**REQUIRED ACTION:** Go through the material and copy each line that includes "validate".
# # # # # # #
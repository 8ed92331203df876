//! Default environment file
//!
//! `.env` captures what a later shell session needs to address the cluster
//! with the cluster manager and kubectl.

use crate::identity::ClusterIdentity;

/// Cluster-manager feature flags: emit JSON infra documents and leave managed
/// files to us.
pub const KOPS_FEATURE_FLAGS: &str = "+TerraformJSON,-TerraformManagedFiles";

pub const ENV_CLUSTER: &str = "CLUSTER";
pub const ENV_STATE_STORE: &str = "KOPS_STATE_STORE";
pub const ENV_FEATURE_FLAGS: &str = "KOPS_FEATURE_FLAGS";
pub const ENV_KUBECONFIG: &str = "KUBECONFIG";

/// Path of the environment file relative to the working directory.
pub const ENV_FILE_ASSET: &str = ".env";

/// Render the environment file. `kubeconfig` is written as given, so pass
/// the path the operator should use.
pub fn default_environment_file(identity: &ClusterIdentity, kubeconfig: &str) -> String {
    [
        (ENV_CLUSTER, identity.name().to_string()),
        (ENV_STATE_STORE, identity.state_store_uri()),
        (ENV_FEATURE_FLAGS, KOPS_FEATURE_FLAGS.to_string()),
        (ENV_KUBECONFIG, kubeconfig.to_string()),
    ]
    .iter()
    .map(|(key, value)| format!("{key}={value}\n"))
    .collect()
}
# # # # # # #
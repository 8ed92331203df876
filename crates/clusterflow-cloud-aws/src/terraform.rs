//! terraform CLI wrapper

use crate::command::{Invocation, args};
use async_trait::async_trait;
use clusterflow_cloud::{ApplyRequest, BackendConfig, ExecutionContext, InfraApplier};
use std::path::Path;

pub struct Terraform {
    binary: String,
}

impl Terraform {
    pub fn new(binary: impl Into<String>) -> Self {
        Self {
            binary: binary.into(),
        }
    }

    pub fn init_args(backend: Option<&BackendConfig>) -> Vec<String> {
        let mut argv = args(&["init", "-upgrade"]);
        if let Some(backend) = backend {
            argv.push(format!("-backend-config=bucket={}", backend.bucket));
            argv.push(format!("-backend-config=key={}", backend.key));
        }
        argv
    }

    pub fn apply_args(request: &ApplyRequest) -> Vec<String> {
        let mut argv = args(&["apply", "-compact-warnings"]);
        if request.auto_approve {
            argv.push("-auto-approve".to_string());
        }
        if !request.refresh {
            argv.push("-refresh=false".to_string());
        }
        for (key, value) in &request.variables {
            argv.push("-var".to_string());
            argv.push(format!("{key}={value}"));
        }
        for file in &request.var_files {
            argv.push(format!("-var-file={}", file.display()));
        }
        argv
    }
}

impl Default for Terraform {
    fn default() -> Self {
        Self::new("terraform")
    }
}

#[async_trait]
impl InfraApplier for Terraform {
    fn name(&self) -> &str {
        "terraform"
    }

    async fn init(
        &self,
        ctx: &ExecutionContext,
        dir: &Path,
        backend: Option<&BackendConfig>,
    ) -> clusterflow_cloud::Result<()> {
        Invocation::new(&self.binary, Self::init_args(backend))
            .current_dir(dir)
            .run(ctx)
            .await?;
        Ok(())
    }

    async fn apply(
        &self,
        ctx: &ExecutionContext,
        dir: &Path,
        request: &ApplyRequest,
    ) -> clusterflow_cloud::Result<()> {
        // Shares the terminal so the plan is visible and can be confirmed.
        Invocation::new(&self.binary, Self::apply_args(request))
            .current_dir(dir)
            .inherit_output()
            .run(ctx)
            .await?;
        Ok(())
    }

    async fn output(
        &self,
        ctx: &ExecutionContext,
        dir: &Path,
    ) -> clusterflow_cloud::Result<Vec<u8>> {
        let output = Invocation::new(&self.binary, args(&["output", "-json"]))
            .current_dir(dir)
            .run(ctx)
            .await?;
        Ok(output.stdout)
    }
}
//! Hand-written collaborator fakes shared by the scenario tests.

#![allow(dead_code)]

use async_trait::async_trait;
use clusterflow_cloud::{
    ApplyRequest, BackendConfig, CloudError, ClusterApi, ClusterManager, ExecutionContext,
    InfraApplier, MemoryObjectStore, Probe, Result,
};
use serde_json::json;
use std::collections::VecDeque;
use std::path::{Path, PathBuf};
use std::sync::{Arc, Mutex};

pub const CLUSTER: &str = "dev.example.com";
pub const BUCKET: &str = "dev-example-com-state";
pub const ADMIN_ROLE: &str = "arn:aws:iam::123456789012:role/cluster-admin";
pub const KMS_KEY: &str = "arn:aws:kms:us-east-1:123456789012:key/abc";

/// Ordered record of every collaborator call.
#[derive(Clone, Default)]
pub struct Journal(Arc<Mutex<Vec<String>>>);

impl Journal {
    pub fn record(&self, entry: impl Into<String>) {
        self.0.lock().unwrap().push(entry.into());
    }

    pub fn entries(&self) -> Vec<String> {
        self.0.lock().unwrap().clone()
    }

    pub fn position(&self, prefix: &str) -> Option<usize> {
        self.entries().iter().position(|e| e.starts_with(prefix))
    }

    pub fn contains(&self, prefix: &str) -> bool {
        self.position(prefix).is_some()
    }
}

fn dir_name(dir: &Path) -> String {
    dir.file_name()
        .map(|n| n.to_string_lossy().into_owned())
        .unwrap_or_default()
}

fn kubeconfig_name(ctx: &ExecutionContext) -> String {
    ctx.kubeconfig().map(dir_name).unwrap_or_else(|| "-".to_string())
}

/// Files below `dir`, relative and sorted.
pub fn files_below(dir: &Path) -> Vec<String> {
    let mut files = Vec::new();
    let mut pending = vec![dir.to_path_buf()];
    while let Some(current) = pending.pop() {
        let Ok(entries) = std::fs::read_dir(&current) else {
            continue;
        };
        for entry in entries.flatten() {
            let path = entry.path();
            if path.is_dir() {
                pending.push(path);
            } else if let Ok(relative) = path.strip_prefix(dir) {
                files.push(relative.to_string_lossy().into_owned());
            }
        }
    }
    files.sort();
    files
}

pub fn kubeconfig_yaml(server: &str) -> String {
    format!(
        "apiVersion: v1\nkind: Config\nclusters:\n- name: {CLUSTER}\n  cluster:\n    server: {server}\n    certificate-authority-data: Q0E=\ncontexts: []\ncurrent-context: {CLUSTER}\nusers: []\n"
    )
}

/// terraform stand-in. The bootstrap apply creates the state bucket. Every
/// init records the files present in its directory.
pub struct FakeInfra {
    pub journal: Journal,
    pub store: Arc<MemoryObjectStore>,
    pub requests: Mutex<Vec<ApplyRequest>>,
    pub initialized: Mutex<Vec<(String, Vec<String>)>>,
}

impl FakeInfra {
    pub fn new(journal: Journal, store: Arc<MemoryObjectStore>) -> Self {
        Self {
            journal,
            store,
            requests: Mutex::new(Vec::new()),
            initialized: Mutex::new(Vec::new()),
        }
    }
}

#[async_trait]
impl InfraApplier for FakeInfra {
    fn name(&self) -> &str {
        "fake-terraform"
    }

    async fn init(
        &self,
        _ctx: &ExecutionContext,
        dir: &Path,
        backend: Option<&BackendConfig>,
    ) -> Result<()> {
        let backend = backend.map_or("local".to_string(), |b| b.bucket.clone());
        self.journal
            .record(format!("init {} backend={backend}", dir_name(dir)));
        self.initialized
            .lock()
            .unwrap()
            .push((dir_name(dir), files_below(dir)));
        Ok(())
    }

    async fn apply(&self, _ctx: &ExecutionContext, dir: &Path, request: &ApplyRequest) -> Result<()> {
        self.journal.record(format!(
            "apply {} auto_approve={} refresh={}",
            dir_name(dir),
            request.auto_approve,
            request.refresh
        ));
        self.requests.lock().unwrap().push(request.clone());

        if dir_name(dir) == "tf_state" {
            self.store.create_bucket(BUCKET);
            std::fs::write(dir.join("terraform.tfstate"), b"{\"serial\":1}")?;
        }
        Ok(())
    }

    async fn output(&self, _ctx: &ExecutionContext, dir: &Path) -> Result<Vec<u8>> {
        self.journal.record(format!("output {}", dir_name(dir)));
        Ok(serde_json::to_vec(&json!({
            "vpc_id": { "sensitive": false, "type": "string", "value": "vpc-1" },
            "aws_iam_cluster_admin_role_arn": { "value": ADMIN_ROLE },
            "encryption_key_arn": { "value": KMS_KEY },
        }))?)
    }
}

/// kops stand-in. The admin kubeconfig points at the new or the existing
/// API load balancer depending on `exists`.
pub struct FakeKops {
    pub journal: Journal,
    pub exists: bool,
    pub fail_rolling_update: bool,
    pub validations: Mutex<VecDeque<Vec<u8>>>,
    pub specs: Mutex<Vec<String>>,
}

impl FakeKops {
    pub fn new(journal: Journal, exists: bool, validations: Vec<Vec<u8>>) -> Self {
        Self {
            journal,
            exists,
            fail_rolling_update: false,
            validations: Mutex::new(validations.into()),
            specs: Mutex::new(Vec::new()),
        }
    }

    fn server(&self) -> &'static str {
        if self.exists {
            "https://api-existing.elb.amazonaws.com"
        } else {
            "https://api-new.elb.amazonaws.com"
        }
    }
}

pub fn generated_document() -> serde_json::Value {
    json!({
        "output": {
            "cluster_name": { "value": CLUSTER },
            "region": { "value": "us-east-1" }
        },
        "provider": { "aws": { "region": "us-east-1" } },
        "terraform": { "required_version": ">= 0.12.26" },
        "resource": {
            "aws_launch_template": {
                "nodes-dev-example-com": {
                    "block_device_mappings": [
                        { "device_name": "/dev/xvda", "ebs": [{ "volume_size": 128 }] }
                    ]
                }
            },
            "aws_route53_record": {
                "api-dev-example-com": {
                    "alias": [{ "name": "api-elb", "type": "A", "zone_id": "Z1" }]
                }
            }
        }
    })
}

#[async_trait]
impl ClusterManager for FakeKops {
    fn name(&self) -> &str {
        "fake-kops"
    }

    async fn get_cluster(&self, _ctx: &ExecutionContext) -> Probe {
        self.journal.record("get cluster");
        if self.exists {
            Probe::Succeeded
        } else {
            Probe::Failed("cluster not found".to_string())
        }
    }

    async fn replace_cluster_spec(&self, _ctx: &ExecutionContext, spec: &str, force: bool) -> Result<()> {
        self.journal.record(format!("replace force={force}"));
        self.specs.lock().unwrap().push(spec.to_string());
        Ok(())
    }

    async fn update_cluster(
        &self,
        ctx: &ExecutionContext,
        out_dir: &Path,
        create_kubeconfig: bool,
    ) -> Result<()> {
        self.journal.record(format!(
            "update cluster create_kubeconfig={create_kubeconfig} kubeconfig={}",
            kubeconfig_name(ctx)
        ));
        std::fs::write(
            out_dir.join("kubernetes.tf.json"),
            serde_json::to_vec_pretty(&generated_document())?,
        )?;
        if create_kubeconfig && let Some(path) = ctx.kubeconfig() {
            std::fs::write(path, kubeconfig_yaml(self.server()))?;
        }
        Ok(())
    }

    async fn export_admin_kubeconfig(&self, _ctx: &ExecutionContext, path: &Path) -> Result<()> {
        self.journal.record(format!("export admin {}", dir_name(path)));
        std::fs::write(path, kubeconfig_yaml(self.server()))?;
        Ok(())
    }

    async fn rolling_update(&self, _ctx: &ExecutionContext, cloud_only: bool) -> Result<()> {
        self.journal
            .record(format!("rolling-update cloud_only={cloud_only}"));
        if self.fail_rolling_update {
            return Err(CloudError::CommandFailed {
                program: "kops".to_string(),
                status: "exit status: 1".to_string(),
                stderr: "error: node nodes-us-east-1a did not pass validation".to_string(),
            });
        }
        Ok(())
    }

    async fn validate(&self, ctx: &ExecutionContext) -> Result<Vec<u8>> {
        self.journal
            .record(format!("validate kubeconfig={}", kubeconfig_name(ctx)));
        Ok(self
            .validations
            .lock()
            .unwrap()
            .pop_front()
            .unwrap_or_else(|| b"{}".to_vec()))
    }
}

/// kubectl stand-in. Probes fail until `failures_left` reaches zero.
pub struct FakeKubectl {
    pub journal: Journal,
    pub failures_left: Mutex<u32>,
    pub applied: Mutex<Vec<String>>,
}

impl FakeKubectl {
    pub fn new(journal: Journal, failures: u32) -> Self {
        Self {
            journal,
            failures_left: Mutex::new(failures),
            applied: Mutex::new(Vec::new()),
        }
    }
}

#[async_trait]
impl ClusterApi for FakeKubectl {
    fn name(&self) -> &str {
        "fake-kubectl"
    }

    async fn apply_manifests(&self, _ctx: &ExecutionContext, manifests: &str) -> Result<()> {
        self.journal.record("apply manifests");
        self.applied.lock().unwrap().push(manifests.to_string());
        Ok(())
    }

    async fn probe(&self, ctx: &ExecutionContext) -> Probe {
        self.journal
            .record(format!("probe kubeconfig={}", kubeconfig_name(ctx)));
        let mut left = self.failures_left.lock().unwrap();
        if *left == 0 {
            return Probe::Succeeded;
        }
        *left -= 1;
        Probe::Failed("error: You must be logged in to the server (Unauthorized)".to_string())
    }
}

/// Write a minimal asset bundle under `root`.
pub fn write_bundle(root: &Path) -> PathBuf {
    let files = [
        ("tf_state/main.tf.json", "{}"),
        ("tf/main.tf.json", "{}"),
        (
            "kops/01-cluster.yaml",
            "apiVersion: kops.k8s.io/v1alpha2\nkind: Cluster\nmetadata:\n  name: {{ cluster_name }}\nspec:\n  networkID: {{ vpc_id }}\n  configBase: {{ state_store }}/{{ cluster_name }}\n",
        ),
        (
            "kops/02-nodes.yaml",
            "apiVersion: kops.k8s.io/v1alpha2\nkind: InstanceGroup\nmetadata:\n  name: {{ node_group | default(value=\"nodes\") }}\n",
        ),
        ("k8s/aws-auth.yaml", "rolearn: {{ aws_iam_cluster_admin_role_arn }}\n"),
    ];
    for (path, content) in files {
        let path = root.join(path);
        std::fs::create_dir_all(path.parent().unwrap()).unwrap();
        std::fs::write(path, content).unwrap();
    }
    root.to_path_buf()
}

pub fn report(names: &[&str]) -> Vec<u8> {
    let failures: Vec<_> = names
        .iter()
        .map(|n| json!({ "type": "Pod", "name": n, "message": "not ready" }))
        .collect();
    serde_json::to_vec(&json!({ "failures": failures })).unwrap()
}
# # # # # # #
**EXERCISE OUTPUT:**
    async fn validate(&self, ctx: &ExecutionContext) -> Result<Vec<u8>> {
            .record(format!("validate kubeconfig={}", kubeconfig_name(ctx)));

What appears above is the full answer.